He redlined his black Camry into the parking lot of the Leeman building, a four-story redbrick full of software engineers and psychologists. Dr. Alan Dickson considered parking directly in front of the main entrance in Brieanna's space—the target space. Of course, that would skew his experiment results. He swung wide.

Only Brieanna Wolfe had a one hundred percent success rate. She had parked her ugly, red coffee vendor's truck in the same slot in front of the Leeman building at exactly 7:30 every weekday morning for two years. He planned to put an end to Ms. Wolfe's impossible luck and finish his study of the influence of personal expectations on chaotic systems.

He parked on the far side of the lot and reached to the passenger seat for his briefcase.

The seat was empty.

Marg's mascara-streaked face came back to him. She'd wanted some romantic time with him before work. He couldn't be late. She'd seemed so confused. It wasn't her fault she didn't understand. Aching guilt filled his chest. He reached for the gray cell phone mounted on his dash.

His hand hovered.

Calling wouldn't help. Only success and tickets to Kauai would make her smile. The tickets were in his briefcase. He needed to create the success. He got out of the car and headed across the lot.

****

Brieanna gathered her waist-long, honey-and-ash hair behind her head and bound it into a ponytail with a blue scrunchie. Blue because she saw a crack of clear sky in the orange-bottomed, dawn clouds over the sleeping city. She and Valdez, her tiger tomcat, had just finished loading Big Red's refrigerators.

Big Red, a two-ton, step van painted like a red dog, waited loyally at the curb outside her one bedroom bungalow in the wooded hills west of the city.

Red had been very near his trip to the scrap yard when Brieanna found him stalled and dying at a county fair. He'd been primer gray then, owned by a greasy, toothless perv selling carnivore carcinogen tubes wrapped in white bread buns. It made Brieanna shiver to think about what those things did to people's chi.

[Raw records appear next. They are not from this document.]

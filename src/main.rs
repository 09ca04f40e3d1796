//! Recell - reactive cell grid from the command line.
//!
//! Loads initial inputs, applies edits in order with full propagation, and
//! prints the resulting grid.

mod config;

use anyhow::Context;
use clap::{Parser, ValueEnum};
use recell_core::storage::{parse_grd, write_markdown};
use recell_core::{CellRef, GridSize, Sheet};
use std::io::Write;
use std::path::PathBuf;
use std::process::ExitCode;

#[derive(Parser)]
#[command(name = "recell")]
#[command(about = "Reactive cell grid with formula propagation and cycle detection")]
#[command(version)]
struct Cli {
    /// Initial inputs (.grd: one `KEY: INPUT` per line)
    file: Option<PathBuf>,

    /// Edit to apply after loading, as KEY=INPUT (e.g. -e 'B1==A1+1'); repeatable
    #[arg(short, long = "edit", value_name = "KEY=INPUT", value_parser = parse_edit)]
    edits: Vec<(CellRef, String)>,

    /// File of edits to apply after -e edits (.grd format, applied in order)
    #[arg(long, value_name = "FILE")]
    edits_file: Option<PathBuf>,

    /// Number of columns (overrides config)
    #[arg(long)]
    columns: Option<usize>,

    /// Number of rows (overrides config)
    #[arg(long)]
    rows: Option<usize>,

    /// Output format
    #[arg(short, long, value_enum, default_value_t = Format::Markdown)]
    format: Format,

    /// Config file (defaults to config.toml in the user config dir)
    #[arg(long, value_name = "FILE", conflicts_with = "no_config")]
    config: Option<PathBuf>,

    /// Ignore the user config file
    #[arg(long)]
    no_config: bool,

    /// Exit with status 1 if any cell ends in formula-error
    #[arg(long)]
    strict: bool,

    /// Enable verbose logging
    #[arg(short, long)]
    verbose: bool,
}

#[derive(Copy, Clone, PartialEq, Eq, ValueEnum)]
enum Format {
    Markdown,
    Json,
}

fn parse_edit(arg: &str) -> Result<(CellRef, String), String> {
    let (key, input) = arg
        .split_once('=')
        .ok_or_else(|| format!("expected KEY=INPUT, got '{}'", arg))?;
    let key = key.trim().to_ascii_uppercase();
    let cell_ref = key.parse::<CellRef>()?;
    Ok((cell_ref, input.to_string()))
}

fn init_logging(verbose: bool) {
    let filter = if verbose {
        tracing_subscriber::EnvFilter::from_default_env()
            .add_directive(tracing::Level::DEBUG.into())
    } else {
        tracing_subscriber::EnvFilter::from_default_env().add_directive(tracing::Level::WARN.into())
    };

    tracing_subscriber::fmt()
        .with_env_filter(filter)
        .with_target(false)
        .with_writer(std::io::stderr)
        .init();
}

fn run(cli: Cli) -> anyhow::Result<ExitCode> {
    let (config, warnings) = config::load_config(cli.config.as_deref(), cli.no_config);
    for warning in warnings {
        tracing::warn!("{}", warning);
    }

    let size = GridSize::new(
        cli.columns.unwrap_or(config.grid.columns),
        cli.rows.unwrap_or(config.grid.rows),
    );

    let mut sheet = match &cli.file {
        Some(path) => Sheet::load_file(size, path)
            .with_context(|| format!("Failed to load {}", path.display()))?,
        None => Sheet::new(size)?,
    };

    sheet.edit_cells(&cli.edits)?;

    if let Some(path) = &cli.edits_file {
        let edits =
            parse_grd(path).with_context(|| format!("Failed to read edits {}", path.display()))?;
        sheet.edit_cells(&edits)?;
    }

    let mut stdout = std::io::stdout().lock();
    match cli.format {
        Format::Markdown => write_markdown(&mut stdout, &sheet)?,
        Format::Json => {
            let views: Vec<_> = sheet.views().collect();
            serde_json::to_writer_pretty(&mut stdout, &views)?;
            writeln!(stdout)?;
        }
    }

    if cli.strict && sheet.has_errors() {
        return Ok(ExitCode::FAILURE);
    }
    Ok(ExitCode::SUCCESS)
}

fn main() -> ExitCode {
    let cli = Cli::parse();
    init_logging(cli.verbose);

    match run(cli) {
        Ok(code) => code,
        Err(e) => {
            eprintln!("Error: {:#}", e);
            ExitCode::FAILURE
        }
    }
}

She rescued Red. She brush-painted him to look like a huge dog from a kid's book she had read in her aroma therapist's waiting room. His painted ears surrounded the tall doors on both sides of the cab. She put a big black spot on his side to make the sales window look right. The square windshield panels on the front weren't exactly good eyes, but the black basketball hanging on the grill was a great nose. She loved him, and that kept him running. After all, that's what kept everything running.

She checked the paws on her Mr. Peabody watch. "Six-twenty," she said. Valdez meowed acknowledgment and pressed his broad head against her ankles. "We're early today." She lifted Valdez and draped him over her shoulders like a fat, striped stole. Together, they mounted the two steps into Big Red.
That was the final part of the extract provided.